冷戦期に恐れられた
アメリカにある3つの爆撃機のうち、北朝鮮をけん制しながら、よく日本周辺を飛ぶB-52爆撃機ですが、その初飛行は1955年までさかのぼり、いわゆる「老兵」にあたります。
本来はソ連領を直接攻撃すべく、大陸横断機として作られたもので、ベトナム戦争で初実戦を迎えて以降、ほぼ全ての戦争・紛争に投入されてきました。
そして、すでに70歳を超えているにもかかわらず、2045年まで現役の見込みです。
- 基本性能:B-52爆撃機
全 長 | 47.5m |
全 幅 | 56.4m |
全 高 | 12.4m |
乗 員 | 5名 |
速 度 | 時速1,028km |
航続距離 | 約15,500km |
兵 装 | 爆弾、ミサイルなど最大31トン |
価 格 | 1機あたり約90億円 |
B-52は「ストラト・フォートレス(成層圏の要塞)」の愛称を持ち、100発近い無誘導爆弾を抱えながら、14,000m以上を高高度飛行します。
その名前にふさわしく、地対空ミサイルや事故による損失はあれども、敵機に撃墜されたことはなく、逆に機銃で2機を「撃墜」したほどです。
開発時は核戦争のリスクが高く、米ソ両国は先制核攻撃による全滅を恐れていました。そこで、全滅回避と即時反撃能力を確保するべく、アメリカはB-52に核爆弾を載せながら、いつもソ連周辺に飛ばしていました。
これは反撃の確実性を高めて、相手に先制攻撃を思い止まらせる、いわば「核抑止」の一環です。それゆえ、B-52爆撃機は陸上配備型のミサイル、潜水艦発射型のミサイルとともに、「核の三本柱」に数えられてきました。
B-52の搭載兵器(出典:アメリカ空軍)
幸いにも核攻撃は起きなかったものの、通常爆撃任務には投入されており、ベトナム戦争では絨毯爆撃を行い、相手から「死の鳥」として恐れました。
B-52が降らせる爆弾の雨は恐るべきもので、500ポンド(227kg)爆弾ならば、最大51個を積み込み、1,000ポンド(454kg)爆弾は30個まで搭載可能です。
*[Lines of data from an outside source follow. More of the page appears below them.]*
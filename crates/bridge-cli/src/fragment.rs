//! Line-level parser for `--output-format stream-json`
//!
//! The CLI prints one JSON object per line. Only the fields the bridge
//! consumes are modelled. Every enum keeps an `Other` arm so that new event,
//! block and delta types from newer CLI releases are skipped instead of
//! failing the line.

use serde::Deserialize;
use serde_json::Value;

/// One decoded stdout line
#[derive(Debug, Clone, PartialEq, Deserialize)]
#[serde(tag = "type", rename_all = "snake_case")]
pub enum CliFragment {
    /// A raw Messages API stream event (`--include-partial-messages`)
    StreamEvent { event: StreamEvent },
    /// A complete assistant turn
    Assistant { message: AssistantTurn },
    /// Final summary line
    Result(ResultSummary),
    /// `system`, `user` and anything newer
    #[serde(other)]
    Other,
}

#[derive(Debug, Clone, PartialEq, Deserialize)]
#[serde(tag = "type", rename_all = "snake_case")]
pub enum StreamEvent {
    MessageStart {
        #[serde(default)]
        message: MessageStartInfo,
    },
    ContentBlockStart {
        index: usize,
        content_block: BlockStart,
    },
    ContentBlockDelta {
        index: usize,
        delta: BlockDelta,
    },
    ContentBlockStop {
        index: usize,
    },
    MessageDelta {
        #[serde(default)]
        delta: MessageDeltaInfo,
        #[serde(default)]
        usage: Option<CliUsage>,
    },
    MessageStop,
    Error {
        error: StreamError,
    },
    /// `ping` and anything newer
    #[serde(other)]
    Other,
}

#[derive(Debug, Clone, Default, PartialEq, Deserialize)]
pub struct MessageStartInfo {
    #[serde(default)]
    pub usage: Option<CliUsage>,
}

#[derive(Debug, Clone, PartialEq, Deserialize)]
#[serde(tag = "type", rename_all = "snake_case")]
pub enum BlockStart {
    Text {
        #[serde(default)]
        text: String,
    },
    ToolUse {
        id: String,
        name: String,
        #[serde(default)]
        input: Value,
    },
    /// `thinking`, `redacted_thinking`, server tool blocks
    #[serde(other)]
    Other,
}

#[derive(Debug, Clone, PartialEq, Deserialize)]
#[serde(tag = "type", rename_all = "snake_case")]
pub enum BlockDelta {
    TextDelta {
        text: String,
    },
    InputJsonDelta {
        partial_json: String,
    },
    /// `thinking_delta`, `signature_delta`, `citations_delta`
    #[serde(other)]
    Other,
}

#[derive(Debug, Clone, Default, PartialEq, Eq, Deserialize)]
pub struct MessageDeltaInfo {
    #[serde(default)]
    pub stop_reason: Option<String>,
}

#[derive(Debug, Clone, PartialEq, Eq, Deserialize)]
pub struct StreamError {
    #[serde(rename = "type", default)]
    pub error_type: String,
    #[serde(default)]
    pub message: String,
}

#[derive(Debug, Clone, Default, PartialEq, Deserialize)]
pub struct AssistantTurn {
    #[serde(default)]
    pub content: Vec<TurnBlock>,
    #[serde(default)]
    pub stop_reason: Option<String>,
    #[serde(default)]
    pub usage: Option<CliUsage>,
}

#[derive(Debug, Clone, PartialEq, Deserialize)]
#[serde(tag = "type", rename_all = "snake_case")]
pub enum TurnBlock {
    Text {
        text: String,
    },
    ToolUse {
        id: String,
        name: String,
        #[serde(default)]
        input: Value,
    },
    #[serde(other)]
    Other,
}

#[derive(Debug, Clone, Default, PartialEq, Deserialize)]
pub struct ResultSummary {
    #[serde(default)]
    pub subtype: Option<String>,
    #[serde(default)]
    pub is_error: bool,
    #[serde(default)]
    pub result: Option<String>,
    #[serde(default)]
    pub usage: Option<CliUsage>,
}

/// Token counts as the CLI reports them
#[derive(Debug, Clone, Copy, Default, PartialEq, Eq, Deserialize)]
pub struct CliUsage {
    #[serde(default)]
    pub input_tokens: u64,
    #[serde(default)]
    pub output_tokens: u64,
    #[serde(default)]
    pub cache_creation_input_tokens: u64,
    #[serde(default)]
    pub cache_read_input_tokens: u64,
}

/// Parse one stdout line
///
/// Blank lines yield `Ok(None)`.
///
/// # Errors
///
/// Returns the JSON error for lines that are not a recognizable fragment
pub fn parse_line(line: &str) -> Result<Option<CliFragment>, serde_json::Error> {
    let line = line.trim();
    if line.is_empty() {
        return Ok(None);
    }
    serde_json::from_str(line).map(Some)
}
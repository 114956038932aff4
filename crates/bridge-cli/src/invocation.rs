use std::path::PathBuf;

/// A fully specified CLI run
///
/// Built once per request and handed to the supervisor, which owns it until
/// the process exits.
#[derive(Debug, Clone, PartialEq, Eq)]
pub struct Invocation {
    pub executable: PathBuf,
    pub args: Vec<String>,
    pub cwd: Option<PathBuf>,
    pub stdin: Option<String>,
}

impl Invocation {
    pub fn new(executable: impl Into<PathBuf>) -> Self {
        Self {
            executable: executable.into(),
            args: Vec::new(),
            cwd: None,
            stdin: None,
        }
    }

    #[must_use]
    pub fn arg(mut self, arg: impl Into<String>) -> Self {
        self.args.push(arg.into());
        self
    }

    #[must_use]
    pub fn flag_value(self, flag: &str, value: impl Into<String>) -> Self {
        self.arg(flag).arg(value)
    }

    #[must_use]
    pub fn cwd(mut self, cwd: Option<PathBuf>) -> Self {
        self.cwd = cwd;
        self
    }

    #[must_use]
    pub fn stdin(mut self, payload: impl Into<String>) -> Self {
        self.stdin = Some(payload.into());
        self
    }

    /// Value following `flag`, if the flag is present
    pub fn value_of(&self, flag: &str) -> Option<&str> {
        self.args
            .iter()
            .position(|a| a == flag)
            .and_then(|i| self.args.get(i + 1))
            .map(String::as_str)
    }

    /// Every value passed for a repeatable flag
    pub fn values_of<'a>(&'a self, flag: &'a str) -> impl Iterator<Item = &'a str> + 'a {
        self.args
            .windows(2)
            .filter(move |pair| pair[0] == flag)
            .map(|pair| pair[1].as_str())
    }

    pub(crate) fn command(&self) -> tokio::process::Command {
        let mut command = tokio::process::Command::new(&self.executable);
        command.args(&self.args);
        if let Some(ref cwd) = self.cwd {
            command.current_dir(cwd);
        }
        command
    }
}
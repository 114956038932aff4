//! Mapping of Messages API model identifiers onto CLI model names

use std::sync::LazyLock;

use regex::Regex;
use thiserror::Error;

/// Known identifiers and the CLI alias each one selects
const ALIASES: &[(&str, &str)] = &[
    ("sonnet", "sonnet"),
    ("opus", "opus"),
    ("haiku", "haiku"),
    ("claude-sonnet-4", "sonnet"),
    ("claude-opus-4", "opus"),
    ("claude-haiku-4", "haiku"),
    ("claude-3-5-sonnet", "sonnet"),
    ("claude-3-opus", "opus"),
    ("claude-3-haiku", "haiku"),
];

/// Full vendor identifiers, e.g. `claude-sonnet-4-5-20250929` or `claude-3-5-haiku-latest`
static FULL_MODEL_ID: LazyLock<Regex> =
    LazyLock::new(|| Regex::new(r"^claude-[a-z0-9]+(?:[.-][a-z0-9]+)*$").expect("must be valid regex"));

#[derive(Debug, Clone, PartialEq, Eq, Error)]
#[error("unknown model: {model}")]
pub struct UnknownModel {
    pub model: String,
}

/// A model identifier paired with the name passed to `--model`
#[derive(Debug, Clone, PartialEq, Eq)]
pub struct ResolvedModel {
    /// Identifier the client asked for, echoed back in responses
    pub requested: String,
    /// Name handed to the CLI
    pub cli_name: String,
}

/// Resolve a client model identifier
///
/// Table entries map to CLI aliases. Anything else that looks like a full
/// vendor model id is passed through unchanged.
///
/// # Errors
///
/// Returns [`UnknownModel`] when the identifier is neither a table entry nor
/// a well-formed `claude-*` id
pub fn resolve(model_id: &str) -> Result<ResolvedModel, UnknownModel> {
    let cli_name = ALIASES
        .iter()
        .find_map(|(id, alias)| (*id == model_id).then_some(*alias))
        .or_else(|| FULL_MODEL_ID.is_match(model_id).then_some(model_id))
        .ok_or_else(|| UnknownModel {
            model: model_id.to_owned(),
        })?;

    Ok(ResolvedModel {
        requested: model_id.to_owned(),
        cli_name: cli_name.to_owned(),
    })
}
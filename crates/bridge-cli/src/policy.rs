//! Process-wide tool and directory permissions

use std::path::{Component, Path, PathBuf};

use bridge_config::{PermissionMode, PermissionsConfig};

/// Immutable permission set consulted by every request
///
/// Built once at startup. Directories are canonicalized so that containment
/// checks compare like with like.
#[derive(Debug, Clone)]
pub struct PermissionPolicy {
    allowed_tools: Vec<String>,
    disallowed_tools: Vec<String>,
    allowed_directories: Vec<PathBuf>,
    mode: PermissionMode,
}

impl PermissionPolicy {
    /// Validate the configured permissions and resolve their directories
    ///
    /// # Errors
    ///
    /// Fails when a directory is relative, missing, or not a directory, when
    /// directories are configured without any allowed tool, or when a tool is
    /// both allowed and disallowed
    pub fn from_config(config: &PermissionsConfig) -> anyhow::Result<Self> {
        if !config.allowed_directories.is_empty() && config.allowed_tools.is_empty() {
            anyhow::bail!("allowed directories are configured but no allowed tools are");
        }

        if let Some(tool) = config
            .disallowed_tools
            .iter()
            .find(|tool| config.allowed_tools.contains(tool))
        {
            anyhow::bail!("tool '{tool}' is both allowed and disallowed");
        }

        let mut allowed_directories = Vec::with_capacity(config.allowed_directories.len());
        for dir in &config.allowed_directories {
            if !dir.is_absolute() {
                anyhow::bail!("allowed directory must be an absolute path: {}", dir.display());
            }

            let canonical = dir
                .canonicalize()
                .map_err(|e| anyhow::anyhow!("allowed directory {} is not accessible: {e}", dir.display()))?;

            if !canonical.is_dir() {
                anyhow::bail!("allowed directory {} is not a directory", dir.display());
            }

            allowed_directories.push(canonical);
        }

        Ok(Self {
            allowed_tools: config.allowed_tools.clone(),
            disallowed_tools: config.disallowed_tools.clone(),
            allowed_directories,
            mode: config.mode,
        })
    }

    /// Whether `tool` may be used, optionally against `directory`
    ///
    /// The tool must be allowed and not disallowed. A directory, when given,
    /// must lie inside one of the allowed directories.
    pub fn authorize(&self, tool: &str, directory: Option<&Path>) -> bool {
        if !self.allowed_tools.iter().any(|t| t == tool) || self.disallowed_tools.iter().any(|t| t == tool) {
            return false;
        }

        directory.is_none_or(|dir| self.contains_directory(dir))
    }

    fn contains_directory(&self, dir: &Path) -> bool {
        if !dir.is_absolute() || dir.components().any(|c| matches!(c, Component::ParentDir)) {
            return false;
        }

        self.allowed_directories.iter().any(|allowed| dir.starts_with(allowed))
    }

    /// Directory that receives materialized attachments
    pub fn upload_directory(&self) -> Option<&Path> {
        self.allowed_directories.first().map(PathBuf::as_path)
    }

    pub fn allowed_tools(&self) -> &[String] {
        &self.allowed_tools
    }

    pub fn disallowed_tools(&self) -> &[String] {
        &self.disallowed_tools
    }

    pub fn allowed_directories(&self) -> &[PathBuf] {
        &self.allowed_directories
    }

    pub const fn mode(&self) -> PermissionMode {
        self.mode
    }
}
#![allow(dead_code)]

pub mod config;
pub mod fake_cli;
pub mod server;
use std::{collections::VecDeque, pin::Pin, sync::Arc, time::Instant};

use anyhow::anyhow;
use bridge_cli::{PermissionPolicy, SupervisedProcess, Supervisor, SupervisorEvent, SupervisorSettings, model};
use bridge_config::{CliConfig, Config};
use bridge_core::HttpError;
use bridge_telemetry::{
    Counter, Histogram, KeyValue,
    metrics::{self, record_duration},
};
use futures_util::{Stream, StreamExt, future, stream};
use tokio_util::sync::CancellationToken;
use uuid::Uuid;

use crate::{
    MessagesError,
    aggregate::MessageAccumulator,
    attachment::Attachments,
    invocation::build_invocation,
    normalize::{NormalizedRequest, normalize},
    protocol::{Message, MessagesRequest, StreamEvent, Usage},
    translate::Translator,
};

/// Stream of wire events for one request
pub type EventStream = Pin<Box<dyn Stream<Item = Result<StreamEvent, MessagesError>> + Send>>;

/// Shared state for the messages endpoint
#[derive(Clone)]
pub struct MessagesState {
    inner: Arc<MessagesStateInner>,
}

struct MessagesStateInner {
    policy: PermissionPolicy,
    supervisor: Supervisor,
    cli: CliConfig,
    metrics: Metrics,
}

struct Metrics {
    invocations: Counter<u64>,
    duration: Histogram<f64>,
    first_fragment: Histogram<f64>,
    tokens: Counter<u64>,
}

impl Metrics {
    fn new() -> Self {
        let meter = bridge_telemetry::meter();
        Self {
            invocations: meter
                .u64_counter(metrics::CLI_INVOCATION_COUNT)
                .with_description("claude CLI invocations by outcome")
                .build(),
            duration: meter
                .f64_histogram(metrics::CLI_INVOCATION_DURATION)
                .with_description("Wall-clock time of a claude CLI invocation")
                .with_unit("s")
                .build(),
            first_fragment: meter
                .f64_histogram(metrics::CLI_TIME_TO_FIRST_FRAGMENT)
                .with_description("Time from spawn to the first stdout line")
                .with_unit("s")
                .build(),
            tokens: meter
                .u64_counter(metrics::CLI_TOKEN_USAGE)
                .with_description("Tokens reported or estimated per invocation")
                .build(),
        }
    }
}

impl MessagesState {
    pub fn new(policy: PermissionPolicy, cli: CliConfig) -> Self {
        Self {
            inner: Arc::new(MessagesStateInner {
                policy,
                supervisor: Supervisor::new(SupervisorSettings::from(&cli)),
                cli,
                metrics: Metrics::new(),
            }),
        }
    }

    /// Build the state from configuration, validating the permission policy
    ///
    /// # Errors
    ///
    /// Returns an error if the configured permissions are unusable
    pub fn from_config(config: &Config) -> anyhow::Result<Self> {
        let policy = PermissionPolicy::from_config(&config.permissions)?;
        Ok(Self::new(policy, config.cli.clone()))
    }

    /// Run a request to completion and return the aggregated message
    pub async fn create_message(&self, request: MessagesRequest) -> Result<Message, MessagesError> {
        let mut pump = self.start(request).await?;
        let mut accumulator = MessageAccumulator::default();

        while let Some(event) = pump.next().await {
            accumulator.push(event?)?;
        }

        accumulator.finish()
    }

    /// Run a request as an event stream
    ///
    /// Waits for the first event so that failures before any output are
    /// returned as errors instead of in-band events. Dropping the stream
    /// kills the CLI and removes its attachments.
    pub async fn stream_message(&self, request: MessagesRequest) -> Result<EventStream, MessagesError> {
        let mut events = self.start(request).await?.into_stream();

        match events.next().await {
            Some(Ok(first)) => Ok(stream::once(future::ready(Ok(first))).chain(events).boxed()),
            Some(Err(e)) => Err(e),
            None => Err(anyhow!("claude CLI output ended before the first event").into()),
        }
    }

    async fn start(&self, request: MessagesRequest) -> Result<Pump, MessagesError> {
        let normalized = normalize(request)?;
        if !normalized.ignored_parameters.is_empty() {
            tracing::warn!(
                parameters = ?normalized.ignored_parameters,
                "sampling parameters are not supported by the claude CLI and were ignored"
            );
        }

        let model = model::resolve(&normalized.model)?;
        let (normalized, attachments) = self.materialize(normalized).await?;
        let invocation = build_invocation(&normalized, &model, &attachments, &self.inner.policy, &self.inner.cli)?;

        let prompt_chars = invocation.stdin.as_deref().map_or(0, |s| s.chars().count());
        let message_id = message_id();
        let cancel = CancellationToken::new();
        let process = self.inner.supervisor.spawn(invocation, &cancel).await?;

        tracing::info!(
            message_id = %message_id,
            model = %model.requested,
            cli_model = %model.cli_name,
            stream = normalized.stream,
            attachments = attachments.len(),
            pid = process.pid(),
            "claude CLI started"
        );

        Ok(Pump {
            attributes: vec![
                KeyValue::new("model", model.requested.clone()),
                KeyValue::new("stream", normalized.stream),
            ],
            translator: Translator::new(&message_id, &model.requested, prompt_chars),
            message_id,
            process,
            cancel,
            attachments,
            pending: VecDeque::new(),
            finished: false,
            recorded: false,
            started_at: Instant::now(),
            first_fragment: false,
            state: Arc::clone(&self.inner),
        })
    }

    async fn materialize(
        &self,
        request: NormalizedRequest,
    ) -> Result<(NormalizedRequest, Attachments), MessagesError> {
        if request.media_positions().next().is_none() {
            return Ok((request, Attachments::default()));
        }

        let state = Arc::clone(&self.inner);
        let (request, attachments) = tokio::task::spawn_blocking(move || {
            let attachments = Attachments::materialize(&request, &state.policy);
            (request, attachments)
        })
        .await
        .map_err(|e| anyhow!("attachment task failed: {e}"))?;

        Ok((request, attachments?))
    }
}

/// `msg_` followed by 24 hex characters
fn message_id() -> String {
    let id = Uuid::new_v4().simple().to_string();
    format!("msg_{}", &id[..24])
}

/// Drives one CLI process through the translator
///
/// Owns everything scoped to the request: the process, its cancellation
/// token and the attachment files. Dropping it releases all three.
struct Pump {
    message_id: String,
    process: SupervisedProcess,
    translator: Translator,
    cancel: CancellationToken,
    attachments: Attachments,
    pending: VecDeque<StreamEvent>,
    finished: bool,
    recorded: bool,
    started_at: Instant,
    first_fragment: bool,
    attributes: Vec<KeyValue>,
    state: Arc<MessagesStateInner>,
}

impl Pump {
    async fn next(&mut self) -> Option<Result<StreamEvent, MessagesError>> {
        loop {
            if let Some(event) = self.pending.pop_front() {
                return Some(Ok(event));
            }
            if self.finished {
                return None;
            }

            let result = match self.process.next_event().await {
                Some(SupervisorEvent::Line(line)) => {
                    self.note_fragment();
                    self.translator.push_line(&line)
                }
                Some(SupervisorEvent::Completed) => {
                    self.finished = true;
                    self.translator.finish()
                }
                Some(SupervisorEvent::Failed(err)) => Err(err.into()),
                None => {
                    self.finished = true;
                    self.record("cancelled", None);
                    return None;
                }
            };

            match result {
                Ok(events) => {
                    if self.finished {
                        let usage = events.iter().find_map(|event| match event {
                            StreamEvent::MessageDelta { usage, .. } => Some(*usage),
                            _ => None,
                        });
                        self.record("ok", usage);
                    }
                    self.pending.extend(events);
                }
                Err(err) => {
                    tracing::warn!(message_id = %self.message_id, error = %err, "claude CLI request failed");
                    self.finished = true;
                    self.pending.clear();
                    self.cancel.cancel();
                    self.record(err.error_type(), None);
                    return Some(Err(err));
                }
            }
        }
    }

    fn into_stream(self) -> EventStream {
        stream::unfold(self, |mut pump| async move {
            let item = pump.next().await?;
            Some((item, pump))
        })
        .boxed()
    }

    fn note_fragment(&mut self) {
        if !self.first_fragment {
            self.first_fragment = true;
            record_duration(&self.state.metrics.first_fragment, self.started_at, &self.attributes);
        }
    }

    fn record(&mut self, outcome: &str, usage: Option<Usage>) {
        if self.recorded {
            return;
        }
        self.recorded = true;

        let metrics = &self.state.metrics;
        let mut attributes = self.attributes.clone();
        attributes.push(KeyValue::new("outcome", outcome.to_owned()));
        metrics.invocations.add(1, &attributes);
        record_duration(&metrics.duration, self.started_at, &attributes);

        if let Some(usage) = usage {
            for (kind, count) in [("input", usage.input_tokens), ("output", usage.output_tokens)] {
                let mut attributes = self.attributes.clone();
                attributes.push(KeyValue::new("token.type", kind));
                metrics.tokens.add(count, &attributes);
            }
            tracing::info!(
                message_id = %self.message_id,
                input_tokens = usage.input_tokens,
                output_tokens = usage.output_tokens,
                malformed_lines = self.translator.malformed_lines(),
                elapsed = ?self.started_at.elapsed(),
                "claude CLI completed"
            );
        }
    }
}

impl Drop for Pump {
    fn drop(&mut self) {
        if !self.recorded {
            tracing::debug!(message_id = %self.message_id, "request dropped before the CLI finished");
            self.record("cancelled", None);
        }
        self.cancel.cancel();
        if !self.attachments.is_empty() {
            tracing::debug!(message_id = %self.message_id, files = self.attachments.len(), "removing attachments");
        }
    }
}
また、対艦ミサイル・対地ミサイルも運用できるため、目標に合わせて柔軟に対処できます。
アナログでも問題なし
一方、1950年代に開発されたことから、B-52はステルス性能を持たず、飛行システムはアナログ計器に頼るなど、決して高性能な機体ではありません。
しかし、古い技術だからこそ、ひと通り問題点が洗い出されており、その対策とノウハウが確立済みです。さらに、1時間あたりの飛行コストで考えると、他の爆撃機より圧倒的に安く、その費用対効果はとても優れています。
こうした利点は稼働率の高さにもつながり、長年の実績からくる信頼性をふまえれば、いまなお使われている理由がわかります。
B-52のアナログ計器類(出典:アメリカ空軍)
では、アナログなB-52で問題はないのか?
まず、アメリカは序盤で相手の防空網をつぶす、あるいは無効化するため、B-52は航空優勢下で活動する前提です。この場合、古い非ステルス機でも問題はなく、これが対テロ戦争のような非正規戦であれば、なおさら一方的な爆撃になります。
むしろ、B-2爆撃機などの高価・高性能機になると、損失の恐れから実戦投入をためらいやすく、その意味では古いB-52は心理的にも使いやすいです。
一般社会においても、未知の不具合が起き得る新製品ではなく、安心して使える旧式品を選択することがありますが、B-52爆撃機もこの典型例といえるでしょう。